RTRS : California mine digs in for "green" gold rush
OS ANGELES (Reuters) - The future of wind farms and hybrid cars may well hinge on what happens to a 55-acre (22.3-hectare) hole in the ground at the edge of California's high desert.
The open-pit mine at Mountain Pass, California, holds the world's richest proven reserve of "rare earth" metals, a family of minerals vital to producing the powerful, lightweight magnets used in the engines of Toyota Motor Corp's Prius and other hybrid vehicles as well as generators in wind turbines.
Seeking to replace China as the leading supplier of these scarce materials, Colorado-based Molycorp Minerals LLC plans to reopen its long-idled quarry to resume extracting and refining thousands of tons of rare earth ore in the next few years.

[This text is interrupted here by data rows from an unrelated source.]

//! Deterministic Kubernetes names for endpoints

use std::collections::BTreeMap;

use uuid::Uuid;

use llmops_common::{LABEL_APP, LABEL_ENDPOINT_ID, LABEL_MANAGED_BY, LABEL_MANAGED_BY_LLMOPS};

use crate::endpoint::Environment;

/// Prefix on every short name so it starts with a letter
pub const SHORT_NAME_PREFIX: &str = "ep-";

/// Hex characters of the UUID kept in the short name
pub const SHORT_NAME_HEX_LEN: usize = 12;

/// Short name for an endpoint: `ep-` plus the first 12 hex chars of its id.
///
/// 15 characters leaves room for KServe's `-predictor-default` suffix inside
/// the 63-character DNS label limit.
pub fn short_name(endpoint_id: &Uuid) -> String {
    let simple = endpoint_id.simple().to_string();
    format!("{}{}", SHORT_NAME_PREFIX, &simple[..SHORT_NAME_HEX_LEN])
}

/// Namespace an environment's endpoints live in
pub fn namespace_for(platform: &str, environment: Environment) -> String {
    format!("{}-{}", platform, environment)
}

/// Labels stamped on the primary workload and its pods
pub fn workload_labels(short_name: &str, endpoint_id: &Uuid) -> BTreeMap<String, String> {
    let mut labels = selector_labels(short_name);
    labels.insert(LABEL_ENDPOINT_ID.to_string(), endpoint_id.to_string());
    labels.insert(
        LABEL_MANAGED_BY.to_string(),
        LABEL_MANAGED_BY_LLMOPS.to_string(),
    );
    labels
}

/// Labels used as the pod selector
pub fn selector_labels(short_name: &str) -> BTreeMap<String, String> {
    BTreeMap::from([(LABEL_APP.to_string(), short_name.to_string())])
}

/// Label selector string matching an endpoint's pods
pub fn app_selector(short_name: &str) -> String {
    format!("{}={}", LABEL_APP, short_name)
}

/// Name of the Ingress for an endpoint
pub fn ingress_name(short_name: &str) -> String {
    format!("{}-ingress", short_name)
}
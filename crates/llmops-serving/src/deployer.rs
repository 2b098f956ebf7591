//! Deployer: turns a deploy request into cluster objects
//!
//! The InferenceService backend is tried first when enabled and served; any
//! reason it cannot be used is a [`FallbackReason`] and the raw Deployment
//! path runs instead. Only the primary workload's failure is fatal.

use std::fmt;
use std::sync::Arc;

use serde::Serialize;
use tracing::{info, instrument, warn};
use uuid::Uuid;

use llmops_common::crd::InferenceService;
use llmops_common::retry::{retry_if, RetryPolicy};
use llmops_common::{Error, Result, ServingConfig};

use crate::catalog::CatalogModel;
use crate::cluster::{ClusterApi, ListSelector, ResourceKind};
use crate::endpoint::{
    normalize_route, validate_replicas, AutoscalePolicy, DeploymentSpec, ResourceOverrides,
};
use crate::naming;
use crate::reconciler::Reconciler;
use crate::spec_builder::{ContainerPlan, SpecBuilder, SpecInputs};
use crate::status::{StatusSynchronizer, WorkloadStatus};
use crate::workload::{compile_inference_service, compile_ingress, compile_raw, WorkloadContext};

/// Primary workload kinds, in teardown order
const PRIMARY_KINDS: [ResourceKind; 2] = [ResourceKind::InferenceService, ResourceKind::Deployment];

/// Everything needed to deploy one endpoint
#[derive(Clone, Copy, Debug)]
pub struct DeployRequest<'a> {
    /// Endpoint id; the short name is derived from it
    pub endpoint_id: &'a Uuid,
    /// Model weights location
    pub storage_uri: &'a str,
    /// Route, normalized before use
    pub route: &'a str,
    /// Minimum replicas
    pub min_replicas: i32,
    /// Maximum replicas
    pub max_replicas: i32,
    /// Autoscale policy; no HPA when absent
    pub autoscale: Option<&'a AutoscalePolicy>,
    /// Target namespace
    pub namespace: &'a str,
    /// Explicit runtime image
    pub runtime_image: Option<&'a str>,
    /// Explicit GPU choice
    pub use_gpu: Option<bool>,
    /// Per-field resource overrides
    pub overrides: Option<&'a ResourceOverrides>,
    /// Catalog entry for metadata-driven image selection
    pub model: Option<&'a CatalogModel>,
    /// Declarative deployment spec
    pub deployment_spec: Option<&'a DeploymentSpec>,
}

/// Which backend ended up running the endpoint
#[derive(Clone, Copy, Debug, PartialEq, Eq, Serialize)]
#[serde(rename_all = "kebab-case")]
pub enum Backend {
    /// apps/v1 Deployment plus Service, HPA and Ingress
    Deployment,
    /// KServe InferenceService plus Ingress
    InferenceService,
}

/// Outcome of a successful deploy
#[derive(Clone, Debug, PartialEq, Serialize)]
#[serde(rename_all = "camelCase")]
pub struct Deployed {
    /// Primary resource UID, or `namespace/name` when the server returned none
    pub resource_id: String,
    /// Short name used for every object
    pub short_name: String,
    /// Backend used
    pub backend: Backend,
    /// Image actually deployed
    pub image: String,
    /// Whether the pod requests GPUs
    pub use_gpu: bool,
}

/// Why the InferenceService backend was not used
#[derive(Clone, Debug, PartialEq, Eq)]
pub enum FallbackReason {
    /// Turned off in configuration
    Disabled,
    /// The API is not served in the namespace
    Unavailable,
    /// Creating the InferenceService failed
    CreateFailed(String),
}

impl fmt::Display for FallbackReason {
    fn fmt(&self, f: &mut fmt::Formatter<'_>) -> fmt::Result {
        match self {
            FallbackReason::Disabled => write!(f, "InferenceService backend disabled"),
            FallbackReason::Unavailable => write!(f, "InferenceService API unavailable"),
            FallbackReason::CreateFailed(msg) => {
                write!(f, "InferenceService create failed: {}", msg)
            }
        }
    }
}

/// Creates, scales and removes endpoint workloads
#[derive(Clone)]
pub struct Deployer {
    cluster: Arc<dyn ClusterApi>,
    reconciler: Reconciler,
    synchronizer: StatusSynchronizer,
    spec_builder: SpecBuilder,
    config: Arc<ServingConfig>,
}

Last month, Molycorp reached a joint venture deal with Arnold Magnetic Technologies Corp. of Rochester, New York, to make "permanent" magnets from rare metals at Mountain Pass.
Backed by hundreds of millions of dollars from equity investors, including Goldman Sachs, Molycorp aims to avert a looming rare-earths supply crunch that threatens to muffle the green-technology boom.

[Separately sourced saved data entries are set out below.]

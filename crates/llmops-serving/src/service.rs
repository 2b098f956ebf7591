//! Endpoint service: the lifecycle façade
//!
//! The only component that changes an endpoint's status. Transitions:
//!
//! ```text
//! deploying -> healthy | degraded | failed     (status sync)
//! healthy | degraded | failed -> deploying     (redeploy)
//! any -> rolled-back                           (rollback)
//! any -> removed                               (delete, after cluster cleanup)
//! ```
//!
//! `deploying` doubles as the redeploy lease. Taking it is a compare-and-swap
//! on the record's revision, so two concurrent redeploys cannot both win.

use std::sync::Arc;

use chrono::Utc;
use serde::{Deserialize, Serialize};
use tracing::{debug, info, instrument, warn};
use uuid::Uuid;

use llmops_common::retry::{retry_if, RetryPolicy};
use llmops_common::{Error, Result, ServingConfig};

use crate::catalog::{CatalogModel, ModelCatalog, ModelStatus, ModelType};
use crate::cluster::ClusterApi;
use crate::deployer::{DeployRequest, Deployer};
use crate::endpoint::{
    normalize_route, validate_replicas, AutoscalePolicy, ConfigSnapshot, DeploymentSpec,
    EndpointStatus, Environment, ResourceOverrides, RuntimeEngine, RuntimeSpec, ServeTarget,
    ServingEndpoint,
};
use crate::naming;
use crate::store::EndpointRepository;

/// Input for a first deploy
#[derive(Clone, Debug, Serialize, Deserialize, PartialEq)]
#[serde(rename_all = "camelCase")]
pub struct DeployEndpointRequest {
    /// Catalog model to serve
    pub model_id: String,
    /// Target environment
    pub environment: Environment,
    /// Route, unique within the environment
    pub route: String,
    /// Minimum replicas
    #[serde(default = "default_replicas")]
    pub min_replicas: i32,
    /// Maximum replicas
    #[serde(default = "default_replicas")]
    pub max_replicas: i32,
    /// Autoscale policy
    #[serde(default)]
    pub autoscale_policy: Option<AutoscalePolicy>,
    /// Prompt policy link
    #[serde(default)]
    pub prompt_policy_id: Option<String>,
    /// Explicit runtime image
    #[serde(default)]
    pub runtime_image: Option<String>,
    /// Explicit GPU choice
    #[serde(default)]
    pub use_gpu: Option<bool>,
    /// Resource overrides
    #[serde(default)]
    pub resources: ResourceOverrides,
    /// Declarative deployment spec
    #[serde(default)]
    pub deployment_spec: Option<DeploymentSpec>,
}

fn default_replicas() -> i32 {
    1
}

/// Changes applied by a redeploy; `None` keeps the stored value
#[derive(Clone, Debug, Default, Serialize, Deserialize, PartialEq)]
#[serde(default, rename_all = "camelCase")]
pub struct RedeployRequest {
    /// New runtime image
    pub runtime_image: Option<String>,
    /// New GPU choice
    pub use_gpu: Option<bool>,
    /// New resource overrides
    pub resources: Option<ResourceOverrides>,
    /// New autoscale policy
    pub autoscale_policy: Option<AutoscalePolicy>,
    /// New minimum replicas
    pub min_replicas: Option<i32>,
    /// New maximum replicas
    pub max_replicas: Option<i32>,
    /// New deployment spec
    pub deployment_spec: Option<DeploymentSpec>,
}

/// Outcome of a sync pass over all endpoints
#[derive(Clone, Debug, Default, PartialEq, Eq, Serialize)]
#[serde(rename_all = "camelCase")]
pub struct SyncReport {
    /// Endpoints looked at
    pub checked: usize,
    /// Endpoints whose status changed
    pub updated: usize,
    /// Endpoints that could not be observed
    pub errors: usize,
}

/// Lifecycle operations on serving endpoints
pub struct EndpointService {
    config: Arc<ServingConfig>,
    catalog: Arc<dyn ModelCatalog>,
    repository: Arc<dyn EndpointRepository>,
    deployer: Deployer,
}
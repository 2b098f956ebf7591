//! Deletion and conflict reconciler
//!
//! Kubernetes deletes asynchronously and finalizers can hold an object in
//! `Terminating` indefinitely, so a naive delete-then-create races and
//! produces 409s. Every create in the deployer funnels conflicts through
//! [`Reconciler::handle_conflict`], and every teardown waits for real absence
//! through [`Reconciler::ensure_deleted`].
//!
//! Per resource: `absent -> exists -> terminating -> absent`.

use std::collections::BTreeSet;
use std::future::Future;
use std::sync::atomic::{AtomicBool, Ordering};
use std::sync::Arc;
use std::time::Duration;

use tracing::{debug, info, warn};

use llmops_common::config::ReconcileTimeouts;
use llmops_common::crd::PREDICTOR_SUFFIX;
use llmops_common::kube_utils::{is_terminating, poll_until};
use llmops_common::{Error, Result};

use crate::cluster::{ClusterApi, ListSelector, ResourceKind};
use crate::naming;

/// Observed state of one named resource
#[derive(Clone, Copy, Debug, Default, PartialEq, Eq)]
pub struct Existence {
    /// The object is present
    pub exists: bool,
    /// The object has a deletion timestamp
    pub terminating: bool,
}

/// Result of a best-effort satellite sweep
#[derive(Clone, Debug, Default, PartialEq, Eq)]
pub struct CleanupReport {
    /// Objects a delete was issued for, as `Kind/name`
    pub deleted: BTreeSet<String>,
    /// Calls that failed with something other than 404
    pub errors: usize,
}

/// Satellite kinds swept on teardown
const SATELLITE_KINDS: [ResourceKind; 3] = [
    ResourceKind::HorizontalPodAutoscaler,
    ResourceKind::Ingress,
    ResourceKind::Service,
];

/// Makes delete-then-create sequences safe against asynchronous garbage collection
#[derive(Clone)]
pub struct Reconciler {
    cluster: Arc<dyn ClusterApi>,
    timeouts: ReconcileTimeouts,
}

impl Reconciler {
    /// Reconciler over a cluster client
    pub fn new(cluster: Arc<dyn ClusterApi>, timeouts: ReconcileTimeouts) -> Self {
        Self { cluster, timeouts }
    }

    /// Configured timings
    pub fn timeouts(&self) -> &ReconcileTimeouts {
        &self.timeouts
    }

    /// Check whether a resource exists and whether it is terminating
    pub async fn exists(&self, kind: ResourceKind, name: &str, namespace: &str) -> Result<Existence> {
        Ok(match self.cluster.get(kind, name, namespace).await? {
            Some(obj) => Existence {
                exists: true,
                terminating: is_terminating(&obj),
            },
            None => Existence::default(),
        })
    }

    /// Make sure a resource is gone, waiting up to `max_wait`.
    ///
    /// Deletes it if present and not already terminating. Once it has been
    /// terminating for the finalizer grace period, its finalizers are cleared
    /// and its pods force-deleted. Fails with [`Error::DeletionTimeout`] when
    /// the resource outlives the budget.
    pub async fn ensure_deleted(
        &self,
        kind: ResourceKind,
        name: &str,
        namespace: &str,
        max_wait: Duration,
        poll_interval: Duration,
    ) -> Result<()> {
        let state = self.exists(kind, name, namespace).await?;
        if !state.exists {
            return Ok(());
        }

        if state.terminating {
            info!(%kind, %name, %namespace, "resource already terminating, waiting for removal");
        } else {
            info!(%kind, %name, %namespace, "deleting resource");
            match self.cluster.delete(kind, name, namespace, None).await {
                Ok(true) => {}
                Ok(false) => return Ok(()),
                Err(e) if e.is_not_found() => return Ok(()),
                Err(e) => return Err(e),
            }
        }

        let start = tokio::time::Instant::now();
        let grace = self.timeouts.finalizer_grace();
        let finalizers_cleared = AtomicBool::new(false);
        let finalizers_cleared = &finalizers_cleared;

        poll_until(
            max_wait,
            poll_interval,
            format!("{} {}/{} still present", kind, namespace, name),
            move || async move {
                let state = self.exists(kind, name, namespace).await?;
                if !state.exists {
                    return Ok(true);
                }
                if start.elapsed() >= grace && !finalizers_cleared.swap(true, Ordering::SeqCst) {
                    warn!(
                        %kind, %name, %namespace,
                        waited_secs = start.elapsed().as_secs(),
                        "resource stuck terminating, clearing finalizers"
                    );
                    self.clear_finalizers(kind, name, namespace).await;
                    if kind.is_primary() {
                        self.force_delete_pods(name, namespace).await;
                    }
                }
                Ok(false)
            },
        )
        .await
        .map_err(|_| Error::DeletionTimeout {
            kind: kind.to_string(),
            name: name.to_string(),
            namespace: namespace.to_string(),
            waited: max_wait,
        })?;

        debug!(%kind, %name, %namespace, "resource is gone");
        Ok(())
    }

    /// Run `create_fn`; on a 409, delete the existing resource, wait for it to
    /// disappear and retry exactly once.
    ///
    /// A second 409 is [`Error::ResourceStillExists`].
    pub async fn handle_conflict<T, F, Fut>(
        &self,
        kind: ResourceKind,
        name: &str,
        namespace: &str,
        mut create_fn: F,
    ) -> Result<T>
    where
        F: FnMut() -> Fut,
        Fut: Future<Output = Result<T>>,
    {
        match create_fn().await {
            Err(e) if e.is_conflict() => {
                info!(%kind, %name, %namespace, "create conflicted, replacing existing resource");
                self.ensure_deleted(
                    kind,
                    name,
                    namespace,
                    self.timeouts.deletion_wait(),
                    self.timeouts.poll_interval(),
                )
                .await?;
                match create_fn().await {
                    Err(e) if e.is_conflict() => Err(Error::ResourceStillExists {
                        kind: kind.to_string(),
                        name: name.to_string(),
                        namespace: namespace.to_string(),
                    }),
                    other => other,
                }
            }
            other => other,
        }
    }

    /// Clear `metadata.finalizers`; failures are logged
    pub async fn clear_finalizers(&self, kind: ResourceKind, name: &str, namespace: &str) {
        let patch = serde_json::json!({ "metadata": { "finalizers": null } });
        match self.cluster.patch(kind, name, namespace, patch).await {
            Ok(()) => info!(%kind, %name, %namespace, "cleared finalizers"),
            Err(e) if e.is_not_found() => {}
            Err(e) => warn!(%kind, %name, %namespace, error = %e, "failed to clear finalizers"),
        }
    }

    /// Delete with zero grace every pod belonging to `short_name`
    pub async fn force_delete_pods(&self, short_name: &str, namespace: &str) {
        let mut pods = BTreeSet::new();
        let selector = ListSelector::Labels(naming::app_selector(short_name));
        match self.cluster.list(ResourceKind::Pod, namespace, &selector).await {
            Ok(items) => pods.extend(items.into_iter().filter_map(|p| p.metadata.name)),
            Err(e) => warn!(%short_name, %namespace, error = %e, "failed to list pods by label"),
        }
        match self.cluster.list(ResourceKind::Pod, namespace, &ListSelector::All).await {
            Ok(items) => pods.extend(
                items
                    .into_iter()
                    .filter_map(|p| p.metadata.name)
                    .filter(|n| n.starts_with(short_name)),
            ),
            Err(e) => warn!(%short_name, %namespace, error = %e, "failed to list pods"),
        }

        for pod in pods {
            self.clear_finalizers(ResourceKind::Pod, &pod, namespace).await;
            match self
                .cluster
                .delete(ResourceKind::Pod, &pod, namespace, Some(0))
                .await
            {
                Ok(_) => debug!(%pod, %namespace, "force-deleted pod"),
                Err(e) if e.is_not_found() => {}
                Err(e) => warn!(%pod, %namespace, error = %e, "failed to force-delete pod"),
            }
        }
    }

    /// Best-effort removal of an endpoint's HPA, Ingress, Service and pods.
    ///
    /// Tries well-known names first, then the `app` label, then any object
    /// whose name contains the short name. The last pass exists for objects
    /// created by other controllers (KServe) whose labels we do not control;
    /// finding nothing there is normal. 404s are never errors.
    pub async fn cleanup_satellites(&self, short_name: &str, namespace: &str) -> CleanupReport {
        let mut report = CleanupReport::default();
        let predictor = format!("{}{}", short_name, PREDICTOR_SUFFIX);

        // by name
        for kind in SATELLITE_KINDS {
            let names = match kind {
                ResourceKind::Ingress => vec![naming::ingress_name(short_name)],
                _ => vec![short_name.to_string(), predictor.clone()],
            };
            for name in names {
                self.delete_satellite(kind, &name, namespace, &mut report)
                    .await;
            }
        }

        // by label
        let selector = ListSelector::Labels(naming::app_selector(short_name));
        for kind in SATELLITE_KINDS.into_iter().chain([ResourceKind::Pod]) {
            match self.cluster.list(kind, namespace, &selector).await {
                Ok(items) => {
                    for name in items.into_iter().filter_map(|o| o.metadata.name) {
                        self.delete_satellite(kind, &name, namespace, &mut report)
                            .await;
                    }
                }
                Err(e) => {
                    warn!(%kind, %short_name, %namespace, error = %e, "label sweep failed");
                    report.errors += 1;
                }
            }
        }

        // by name substring
        for kind in SATELLITE_KINDS.into_iter().chain([ResourceKind::Pod]) {
            match self.cluster.list(kind, namespace, &ListSelector::All).await {
                Ok(items) => {
                    let matches: Vec<String> = items
                        .into_iter()
                        .filter_map(|o| o.metadata.name)
                        .filter(|n| n.contains(short_name))
                        .collect();
                    for name in matches {
                        self.delete_satellite(kind, &name, namespace, &mut report)
                            .await;
                    }
                }
                Err(e) => {
                    debug!(%kind, %namespace, error = %e, "name sweep failed");
                    report.errors += 1;
                }
            }
        }

        info!(
            %short_name,
            %namespace,
            deleted = report.deleted.len(),
            errors = report.errors,
            "satellite cleanup finished"
        );
        report
    }

    async fn delete_satellite(
        &self,
        kind: ResourceKind,
        name: &str,
        namespace: &str,
        report: &mut CleanupReport,
    ) {
        let key = format!("{}/{}", kind, name);
        if report.deleted.contains(&key) {
            return;
        }
        match self.cluster.delete(kind, name, namespace, None).await {
            Ok(true) => {
                debug!(%kind, %name, %namespace, "deleted satellite");
                report.deleted.insert(key);
            }
            Ok(false) => {}
            Err(e) if e.is_not_found() => {}
            Err(e) => {
                warn!(%kind, %name, %namespace, error = %e, "failed to delete satellite");
                report.errors += 1;
            }
        }
    }
}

"The world has been looking for an alternative to these rare-earth permanent magnets for over 20 years, and one has not been found," Molycorp chief executive Mark Smith said. "What Molycorp is proposing as a business strategy is to fill that supply chain and go all the way from mining to magnets."
Success hinges on Molycorp's ability to operate the mine and its processing facilities much more efficiently than in the past.
At the peak of its operations two decades ago, the mine produced 20,000 tonnes of rare earth oxides a year, accounting for the entire U.S. supply and about a third of the world's total. Most of the rest came from China.
CHINA FACTOR
But as Chinese production and exports grew through the 1990s, rare earth prices worldwide plunged, undercutting business for Molycorp, then owned by oil company Unocal.
Mountain Pass operations came under further pressure after a 1996 wastewater spill. Mining there ceased in 2002 when Molycorp's old permit expired.
"Most companies that were in the business stopped producing because it wasn't profitable anymore," said James Hedrick, a rare earths specialist for the U.S. Geological Survey.
Refinement of previously extracted ore at Mountain Pass resumed on a small scale in 2007, two years after Unocal was acquired by Chevron Corp. Last year, Molycorp was sold to a group of private investors.
Chinese rare earth production, meanwhile, has swelled to about 97 percent of global supplies, or 139,000 tonnes of refined material in 2008, experts say. Output is expected to reach 160,000 tonnes a year by the middle of the next decade.
But global demand is climbing faster, driven by the clamor for clean energy and clean cars, leading to projections of a 40,000-tonne annual shortfall by 2015.